6. The absolute magnetic field measurement device according to claim 1, wherein the data acquisition processing means includes:

the acquisition unit is connected with the three-axis superconducting quantum interferometer magnetometer and the three-axis fluxgate meter and is used for acquiring a plurality of groups of relative measurement values output by the three-axis superconducting quantum interferometer magnetometer and a plurality of groups of absolute measurement values output by the three-axis fluxgate meter, wherein each group comprises the relative measurement values and the absolute measurement values which are acquired for a plurality of times synchronously;

a data processing unit connected with the acquisition unit and used for utilizing a formulaAnd the relative measurement values of all the groups of the three-axis superconducting quantum interferometer magnetometers acquired by the acquisition unit in all the axial directions are used for fitting the absolute measurement fitting values of the magnetic field environment, so that the mean square error of the magnetic field fitting values and the absolute magnetic field values measured by the three-axis fluxgate meters is minimum, and a formula (M) is used_sx+K_x)、(M_sy+K_y)、(M_sz+K_z) Respectively obtaining the absolute values of the magnetic fields of the three axes;

wherein,for absolute measured fit, M, for one of the X, Y, Z axes_sx、M_sy、M_szRelative measured values, alpha, measured by three axial superconducting quantum interference device magnetic sensors_i、β_i、γ_iRespectively X, Y, Z axial direction, K_iIs a direct current component in one of X, Y, Z axial directions, M is the absolute value obtained, K_x、K_y、K_zRespectively, the fitted three axial direct current components.

7. The absolute magnetic field measurement device of claim 1, wherein the fitting is a least squares fit.
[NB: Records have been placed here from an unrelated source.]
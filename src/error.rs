//! Error taxonomy for the validation pipeline
//!
//! Every stage maps its failure to exactly one variant; the `Display`
//! message is the verdict shown to the caller. Nothing here is retried.

use std::path::PathBuf;
use thiserror::Error;

/// Failure of a single validation run.
#[derive(Debug, Error)]
pub enum ValidationError {
    /// The input file is not parseable as JSON.
    #[error("{}: invalid JSON - {reason}", .path.display())]
    MalformedInput { path: PathBuf, reason: String },

    /// A required field is absent, null, or empty.
    #[error("{}: missing required field '{field}'", .path.display())]
    MissingField { field: String, path: PathBuf },

    /// A test-list field is neither a list nor a string containing a JSON list.
    #[error("{}: field '{field}' must be a list or JSON list string", .path.display())]
    InvalidFieldType { field: String, path: PathBuf },

    /// The container runtime backing the harness is unreachable.
    #[error(
        "Docker is required for SWE-bench validation but is not accessible ({reason}). \
         Ensure the Docker daemon is running and the current user has permission to use it."
    )]
    EnvironmentUnavailable { reason: String },

    /// Reading or writing a run file failed.
    #[error("{}: {source}", .path.display())]
    Io {
        path: PathBuf,
        source: std::io::Error,
    },

    /// The evaluation harness raised an error while running the batch.
    #[error("failed to run SWE-bench harness for {instances} instance(s): {cause}")]
    HarnessExecution { instances: usize, cause: anyhow::Error },

    /// The harness completed without producing a run report.
    #[error("SWE-bench harness did not produce a run report")]
    ReportMissing,

    /// The harness ran to completion but one or more instances did not pass.
    #[error("One or more instances failed validation:\n{details}")]
    ValidationFailed { details: String },

    /// No data point files were supplied.
    #[error("no data point files were provided for validation")]
    EmptyBatch,
}

impl ValidationError {
    pub(crate) fn io(path: impl Into<PathBuf>, source: std::io::Error) -> Self {
        Self::Io {
            path: path.into(),
            source,
        }
    }

    pub(crate) fn missing_field(field: impl Into<String>, path: impl Into<PathBuf>) -> Self {
        Self::MissingField {
            field: field.into(),
            path: path.into(),
        }
    }
}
8. A method of making absolute magnetic field measurements using the absolute magnetic field measuring device of any of claims 1-7, comprising:

1) collecting a relative measurement value output by the triaxial superconducting quantum interferometer magnetometer and an absolute measurement value output by the triaxial fluxgate meter;

2) fitting the absolute measurement fitting value of the magnetic field environment by using the relative measurement value measured by the superconducting quantum interferometer magnetic sensor in each axial direction, so that the mean square error of the magnetic field fitting value and the absolute magnetic field value measured by the triaxial fluxgate meter is minimum;

3) and determining the absolute value of the magnetic field environment according to the relative measurement value measured by the three-axis superconducting quantum interferometer magnetometer and the direct current component in each fitted absolute measurement fitting value.

9. The method of absolute magnetic field measurement according to claim 8, wherein the step 2) comprises:

using formulasAnd fitting the absolute measurement fitting value of the magnetic field environment by using the relative measurement values of the triaxial superconducting quantum interferometer magnetometer acquired for multiple times in each axial direction to ensure that the mean square error of the magnetic field fitting value and the absolute magnetic field value measured by the triaxial fluxgate meter is minimum, wherein,for absolute measured fit, M, for one of the X, Y, Z axes_sx、M_sy、M_szRelative measured values, alpha, measured by three axial superconducting quantum interference device magnetic sensors_i、β_i、γ_iRespectively X, Y, Z axial direction, K_iA direct current component in one of the X, Y, Z axial directions;

the step 3) comprises the following steps: and using the formula (M)_sx+K_x)、(M_sy+K_y)、(M_sz+K_z) Respectively obtaining the absolute values of the magnetic fields of the three axes; wherein M is the absolute value obtained, K_x、K_y、K_zRespectively, the fitted three axial direct current components.

10. A method of absolute magnetic field measurement according to claim 8 or 9 wherein the fitting is a least squares fit.